The full listing is needed, transcribed word for word.
[Start of section]
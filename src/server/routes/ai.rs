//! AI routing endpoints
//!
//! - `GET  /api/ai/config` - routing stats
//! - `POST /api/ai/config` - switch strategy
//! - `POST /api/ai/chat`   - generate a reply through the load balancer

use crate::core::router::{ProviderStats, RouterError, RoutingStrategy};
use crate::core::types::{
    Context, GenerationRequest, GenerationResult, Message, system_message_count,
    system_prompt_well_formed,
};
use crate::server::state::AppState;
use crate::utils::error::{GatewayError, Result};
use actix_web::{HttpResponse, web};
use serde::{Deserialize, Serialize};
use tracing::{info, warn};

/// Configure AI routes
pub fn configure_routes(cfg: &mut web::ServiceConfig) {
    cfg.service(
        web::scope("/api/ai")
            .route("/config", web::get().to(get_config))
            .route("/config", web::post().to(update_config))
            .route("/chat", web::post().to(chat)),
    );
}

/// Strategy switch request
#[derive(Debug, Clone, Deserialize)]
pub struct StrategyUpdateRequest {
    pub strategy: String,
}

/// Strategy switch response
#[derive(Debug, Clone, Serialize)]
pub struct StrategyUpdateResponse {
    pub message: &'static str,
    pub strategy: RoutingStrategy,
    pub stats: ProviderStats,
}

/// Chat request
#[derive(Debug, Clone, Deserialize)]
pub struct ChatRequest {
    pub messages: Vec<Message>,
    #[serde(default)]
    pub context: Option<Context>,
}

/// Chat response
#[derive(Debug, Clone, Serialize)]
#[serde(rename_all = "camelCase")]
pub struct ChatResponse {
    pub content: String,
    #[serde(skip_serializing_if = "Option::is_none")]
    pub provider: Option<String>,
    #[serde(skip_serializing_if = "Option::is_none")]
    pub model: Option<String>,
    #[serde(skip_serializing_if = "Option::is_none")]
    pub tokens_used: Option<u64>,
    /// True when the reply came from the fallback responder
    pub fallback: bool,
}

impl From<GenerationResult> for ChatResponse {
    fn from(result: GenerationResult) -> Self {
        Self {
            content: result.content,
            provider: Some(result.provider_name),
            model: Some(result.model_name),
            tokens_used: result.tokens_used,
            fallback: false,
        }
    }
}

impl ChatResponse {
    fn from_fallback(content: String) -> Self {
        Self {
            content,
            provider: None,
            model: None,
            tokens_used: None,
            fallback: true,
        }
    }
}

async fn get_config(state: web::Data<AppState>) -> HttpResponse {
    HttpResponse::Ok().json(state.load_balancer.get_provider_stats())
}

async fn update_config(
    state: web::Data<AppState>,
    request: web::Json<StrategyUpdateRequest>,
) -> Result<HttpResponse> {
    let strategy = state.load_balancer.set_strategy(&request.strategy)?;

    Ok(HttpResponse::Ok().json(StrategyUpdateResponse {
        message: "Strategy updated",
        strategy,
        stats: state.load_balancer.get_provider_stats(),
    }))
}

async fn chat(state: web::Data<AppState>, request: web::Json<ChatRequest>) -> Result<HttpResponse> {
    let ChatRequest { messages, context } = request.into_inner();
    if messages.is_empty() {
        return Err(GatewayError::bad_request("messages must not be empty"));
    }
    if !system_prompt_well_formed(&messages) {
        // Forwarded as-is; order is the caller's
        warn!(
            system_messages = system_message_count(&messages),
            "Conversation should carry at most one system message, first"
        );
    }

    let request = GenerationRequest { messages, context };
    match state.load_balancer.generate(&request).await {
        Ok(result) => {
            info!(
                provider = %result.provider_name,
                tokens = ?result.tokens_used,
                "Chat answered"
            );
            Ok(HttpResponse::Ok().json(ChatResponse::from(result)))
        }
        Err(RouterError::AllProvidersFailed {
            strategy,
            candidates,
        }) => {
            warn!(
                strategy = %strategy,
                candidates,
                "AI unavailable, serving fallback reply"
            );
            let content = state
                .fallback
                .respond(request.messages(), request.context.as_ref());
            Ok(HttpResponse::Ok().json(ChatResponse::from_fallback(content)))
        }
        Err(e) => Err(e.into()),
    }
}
[End of section]
Exercise output:
filename src/server/routes/ai.rs
//! AI routing endpoints
//!
//! - `GET  /api/ai/config` - routing stats
//! - `POST /api/ai/config` - switch strategy
//! - `POST /api/ai/chat`   - generate a reply through the load balancer

use crate::core::router::{ProviderStats, RouterError, RoutingStrategy};
use crate::core::types::{
    Context, GenerationRequest, GenerationResult, Message, system_message_count,
    system_prompt_well_formed,
};
use crate::server::state::AppState;
use crate::utils::error::{GatewayError, Result};
use actix_web::{HttpResponse, web};
use serde::{Deserialize, Serialize};
use tracing::{info, warn};

/// Configure AI routes
pub fn configure_routes(cfg: &mut web::ServiceConfig) {
    cfg.service(
        web::scope("/api/ai")
            .route("/config", web::get().to(get_config))
            .route("/config", web::post().to(update_config))
            .route("/chat", web::post().to(chat)),
    );
}

/// Strategy switch request
#[derive(Debug, Clone, Deserialize)]
pub struct StrategyUpdateRequest {
    pub strategy: String,
}

/// Strategy switch response
#[derive(Debug, Clone, Serialize)]
pub struct StrategyUpdateResponse {
    pub message: &'static str,
    pub strategy: RoutingStrategy,
    pub stats: ProviderStats,
}

/// Chat request
#[derive(Debug, Clone, Deserialize)]
pub struct ChatRequest {
    pub messages: Vec<Message>,
    #[serde(default)]
    pub context: Option<Context>,
}

/// Chat response
#[derive(Debug, Clone, Serialize)]
#[serde(rename_all = "camelCase")]
pub struct ChatResponse {
    pub content: String,
    #[serde(skip_serializing_if = "Option::is_none")]
    pub provider: Option<String>,
    #[serde(skip_serializing_if = "Option::is_none")]
    pub model: Option<String>,
    #[serde(skip_serializing_if = "Option::is_none")]
    pub tokens_used: Option<u64>,
    /// True when the reply came from the fallback responder
    pub fallback: bool,
}

impl From<GenerationResult> for ChatResponse {
    fn from(result: GenerationResult) -> Self {
        Self {
            content: result.content,
            provider: Some(result.provider_name),
            model: Some(result.model_name),
            tokens_used: result.tokens_used,
            fallback: false,
        }
    }
}

impl ChatResponse {
    fn from_fallback(content: String) -> Self {
        Self {
            content,
            provider: None,
            model: None,
            tokens_used: None,
            fallback: true,
        }
    }
}

async fn get_config(state: web::Data<AppState>) -> HttpResponse {
    HttpResponse::Ok().json(state.load_balancer.get_provider_stats())
}

async fn update_config(
    state: web::Data<AppState>,
    request: web::Json<StrategyUpdateRequest>,
) -> Result<HttpResponse> {
    let strategy = state.load_balancer.set_strategy(&request.strategy)?;

    Ok(HttpResponse::Ok().json(StrategyUpdateResponse {
        message: "Strategy updated",
        strategy,
        stats: state.load_balancer.get_provider_stats(),
    }))
}

async fn chat(state: web::Data<AppState>, request: web::Json<ChatRequest>) -> Result<HttpResponse> {
    let ChatRequest { messages, context } = request.into_inner();
    if messages.is_empty() {
        return Err(GatewayError::bad_request("messages must not be empty"));
    }
    if !system_prompt_well_formed(&messages) {
        // Forwarded as-is; order is the caller's
        warn!(
            system_messages = system_message_count(&messages),
            "Conversation should carry at most one system message, first"
        );
    }

    let request = GenerationRequest { messages, context };
    match state.load_balancer.generate(&request).await {
        Ok(result) => {
            info!(
                provider = %result.provider_name,
                tokens = ?result.tokens_used,
                "Chat answered"
            );
            Ok(HttpResponse::Ok().json(ChatResponse::from(result)))
        }
        Err(RouterError::AllProvidersFailed {
            strategy,
            candidates,
        }) => {
            warn!(
                strategy = %strategy,
                candidates,
                "AI unavailable, serving fallback reply"
            );
            let content = state
                .fallback
                .respond(request.messages(), request.context.as_ref());
            Ok(HttpResponse::Ok().json(ChatResponse::from_fallback(content)))
        }
        Err(e) => Err(e.into()),
    }
}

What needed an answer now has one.